*** Dataset ***

//! Deduplicated, canonical path collections used as exclusion lists.

use std::collections::BTreeSet;
use std::path::Path;

use crate::path::normalize::normalize_with;
use crate::path::relationship::PathRelationship;

/// A deduplicated set of canonical path strings.
///
/// Entries are canonicalized with `/` as the separator regardless of
/// platform, so membership never depends on which separator, how many
/// repeated separators, or which `.`/`..` detours the caller used. Entries
/// that canonicalize to the empty string (such as `.`) are ignored, since
/// they would otherwise exclude everything.
///
/// Exclusion matching is by whole path segments: excluding `vendor` excludes
/// `vendor/autoload.php` but not `vendor-bin`.
///
/// # Examples
///
/// ```
/// use stager::path::PathSet;
///
/// let exclusions = PathSet::new(["vendor/", "./vendor", "web\\sites\\default"]);
/// assert_eq!(exclusions.len(), 2);
/// assert!(exclusions.contains("vendor"));
/// assert!(exclusions.excludes("vendor/composer/installed.json"));
/// assert!(exclusions.excludes("web/sites/default/settings.php"));
/// assert!(!exclusions.excludes("vendor-bin/tool"));
/// ```
#[derive(Debug, Clone, Default, PartialEq, Eq)]
pub struct PathSet {
    paths: BTreeSet<String>,
}

impl PathSet {
    /// Build a set from raw path strings.
    pub fn new<I, S>(paths: I) -> Self
    where
        I: IntoIterator<Item = S>,
        S: AsRef<str>,
    {
        let mut set = Self::default();
        for path in paths {
            set.add(path.as_ref());
        }
        set
    }

    /// An empty set.
    #[must_use]
    pub const fn empty() -> Self {
        Self {
            paths: BTreeSet::new(),
        }
    }

    /// Canonicalize a raw path the way set members are stored.
    #[must_use]
    pub fn canonicalize(raw: &str) -> String {
        normalize_with(raw, '/')
    }

    /// Add a raw path. Returns `true` if the canonical form was new.
    pub fn add(&mut self, raw: &str) -> bool {
        let canonical = Self::canonicalize(raw);
        if canonical.is_empty() {
            return false;
        }
        self.paths.insert(canonical)
    }

    /// Membership by canonical string equality.
    #[must_use]
    pub fn contains(&self, raw: &str) -> bool {
        self.paths.contains(&Self::canonicalize(raw))
    }

    /// Whether `candidate` is a member or lies beneath a member.
    ///
    /// Each ancestor of the canonical candidate is looked up in turn, so the
    /// cost is proportional to the candidate's depth, not the set size.
    #[must_use]
    pub fn excludes(&self, candidate: &str) -> bool {
        if self.paths.is_empty() {
            return false;
        }
        let canonical = Self::canonicalize(candidate);
        if canonical.is_empty() {
            return false;
        }
        if self.paths.contains(&canonical) {
            return true;
        }
        // Drive roots are stored with their separator ("c:/"), so each
        // ancestor is looked up with and without it.
        canonical.match_indices('/').any(|(idx, _)| {
            (idx > 0 && self.paths.contains(&canonical[..idx]))
                || self.paths.contains(&canonical[..=idx])
        })
    }

    /// Whether a filesystem path under `root` is excluded.
    ///
    /// Relative members match against the path relative to `root`; absolute
    /// members match against the full path.
    #[must_use]
    pub fn excludes_path(&self, root: &Path, candidate: &Path) -> bool {
        if let Some(relative) = PathRelationship::relative_to(candidate, root) {
            if self.excludes(&relative) {
                return true;
            }
        }
        self.excludes(&candidate.to_string_lossy())
    }

    /// A copy of this set that also excludes `nested` when it lies strictly
    /// inside `root`.
    ///
    /// Synchronizers use this to keep a destination nested in its source (or
    /// the reverse) out of the mirror.
    ///
    /// # Examples
    ///
    /// ```
    /// use stager::path::PathSet;
    /// use std::path::Path;
    ///
    /// let set = PathSet::empty().with_nested(Path::new("/srv/app"), Path::new("/srv/app/.staging"));
    /// assert!(set.contains(".staging"));
    ///
    /// let set = PathSet::empty().with_nested(Path::new("/srv/app"), Path::new("/srv/other"));
    /// assert!(set.is_empty());
    /// ```
    #[must_use]
    pub fn with_nested(&self, root: &Path, nested: &Path) -> Self {
        let mut set = self.clone();
        if PathRelationship::between(root, nested) == PathRelationship::Ancestor {
            if let Some(relative) = PathRelationship::relative_to(nested, root) {
                set.add(&relative);
            }
        }
        set
    }

    /// Iterate canonical members in sorted order.
    pub fn iter(&self) -> impl Iterator<Item = &str> {
        self.paths.iter().map(String::as_str)
    }

    /// Number of canonical members.
    #[must_use]
    pub fn len(&self) -> usize {
        self.paths.len()
    }

    /// Whether the set has no members.
    #[must_use]
    pub fn is_empty(&self) -> bool {
        self.paths.is_empty()
    }
}

impl<S: AsRef<str>> FromIterator<S> for PathSet {
    fn from_iter<I: IntoIterator<Item = S>>(iter: I) -> Self {
        Self::new(iter)
    }
}

impl<'a> IntoIterator for &'a PathSet {
    type Item = &'a str;
    type IntoIter = std::iter::Map<std::collections::btree_set::Iter<'a, String>, fn(&String) -> &str>;

    fn into_iter(self) -> Self::IntoIter {
        self.paths.iter().map(String::as_str)
    }
}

*** End of Dataset ***

- [Goal of the exercise]: Each line of the listing has to be reproduced exactly.

- [Task result]:
//! Deduplicated, canonical path collections used as exclusion lists.

use std::collections::BTreeSet;
use std::path::Path;

use crate::path::normalize::normalize_with;
use crate::path::relationship::PathRelationship;

/// A deduplicated set of canonical path strings.
///
/// Entries are canonicalized with `/` as the separator regardless of
/// platform, so membership never depends on which separator, how many
/// repeated separators, or which `.`/`..` detours the caller used. Entries
/// that canonicalize to the empty string (such as `.`) are ignored, since
/// they would otherwise exclude everything.
///
/// Exclusion matching is by whole path segments: excluding `vendor` excludes
/// `vendor/autoload.php` but not `vendor-bin`.
///
/// # Examples
///
/// ```
/// use stager::path::PathSet;
///
/// let exclusions = PathSet::new(["vendor/", "./vendor", "web\\sites\\default"]);
/// assert_eq!(exclusions.len(), 2);
/// assert!(exclusions.contains("vendor"));
/// assert!(exclusions.excludes("vendor/composer/installed.json"));
/// assert!(exclusions.excludes("web/sites/default/settings.php"));
/// assert!(!exclusions.excludes("vendor-bin/tool"));
/// ```
#[derive(Debug, Clone, Default, PartialEq, Eq)]
pub struct PathSet {
    paths: BTreeSet<String>,
}

impl PathSet {
    /// Build a set from raw path strings.
    pub fn new<I, S>(paths: I) -> Self
    where
        I: IntoIterator<Item = S>,
        S: AsRef<str>,
    {
        let mut set = Self::default();
        for path in paths {
            set.add(path.as_ref());
        }
        set
    }

    /// An empty set.
    #[must_use]
    pub const fn empty() -> Self {
        Self {
            paths: BTreeSet::new(),
        }
    }

    /// Canonicalize a raw path the way set members are stored.
    #[must_use]
    pub fn canonicalize(raw: &str) -> String {
        normalize_with(raw, '/')
    }

    /// Add a raw path. Returns `true` if the canonical form was new.
    pub fn add(&mut self, raw: &str) -> bool {
        let canonical = Self::canonicalize(raw);
        if canonical.is_empty() {
            return false;
        }
        self.paths.insert(canonical)
    }

    /// Membership by canonical string equality.
    #[must_use]
    pub fn contains(&self, raw: &str) -> bool {
        self.paths.contains(&Self::canonicalize(raw))
    }

    /// Whether `candidate` is a member or lies beneath a member.
    ///
    /// Each ancestor of the canonical candidate is looked up in turn, so the
    /// cost is proportional to the candidate's depth, not the set size.
    #[must_use]
    pub fn excludes(&self, candidate: &str) -> bool {
        if self.paths.is_empty() {
            return false;
        }
        let canonical = Self::canonicalize(candidate);
        if canonical.is_empty() {
            return false;
        }
        if self.paths.contains(&canonical) {
            return true;
        }
        // Drive roots are stored with their separator ("c:/"), so each
        // ancestor is looked up with and without it.
        canonical.match_indices('/').any(|(idx, _)| {
            (idx > 0 && self.paths.contains(&canonical[..idx]))
                || self.paths.contains(&canonical[..=idx])
        })
    }

    /// Whether a filesystem path under `root` is excluded.
    ///
    /// Relative members match against the path relative to `root`; absolute
    /// members match against the full path.
    #[must_use]
    pub fn excludes_path(&self, root: &Path, candidate: &Path) -> bool {
        if let Some(relative) = PathRelationship::relative_to(candidate, root) {
            if self.excludes(&relative) {
                return true;
            }
        }
        self.excludes(&candidate.to_string_lossy())
    }

    /// A copy of this set that also excludes `nested` when it lies strictly
    /// inside `root`.
    ///
    /// Synchronizers use this to keep a destination nested in its source (or
    /// the reverse) out of the mirror.
    ///
    /// # Examples
    ///
    /// ```
    /// use stager::path::PathSet;
    /// use std::path::Path;
    ///
    /// let set = PathSet::empty().with_nested(Path::new("/srv/app"), Path::new("/srv/app/.staging"));
    /// assert!(set.contains(".staging"));
    ///
    /// let set = PathSet::empty().with_nested(Path::new("/srv/app"), Path::new("/srv/other"));
    /// assert!(set.is_empty());
    /// ```
    #[must_use]
    pub fn with_nested(&self, root: &Path, nested: &Path) -> Self {
        let mut set = self.clone();
        if PathRelationship::between(root, nested) == PathRelationship::Ancestor {
            if let Some(relative) = PathRelationship::relative_to(nested, root) {
                set.add(&relative);
            }
        }
        set
    }

    /// Iterate canonical members in sorted order.
    pub fn iter(&self) -> impl Iterator<Item = &str> {
        self.paths.iter().map(String::as_str)
    }

    /// Number of canonical members.
    #[must_use]
    pub fn len(&self) -> usize {
        self.paths.len()
    }

    /// Whether the set has no members.
    #[must_use]
    pub fn is_empty(&self) -> bool {
        self.paths.is_empty()
    }
}

impl<S: AsRef<str>> FromIterator<S> for PathSet {
    fn from_iter<I: IntoIterator<Item = S>>(iter: I) -> Self {
        Self::new(iter)
    }
}

impl<'a> IntoIterator for &'a PathSet {
    type Item = &'a str;
    type IntoIter = std::iter::Map<std::collections::btree_set::Iter<'a, String>, fn(&String) -> &str>;

    fn into_iter(self) -> Self::IntoIter {
        self.paths.iter().map(String::as_str)
    }
}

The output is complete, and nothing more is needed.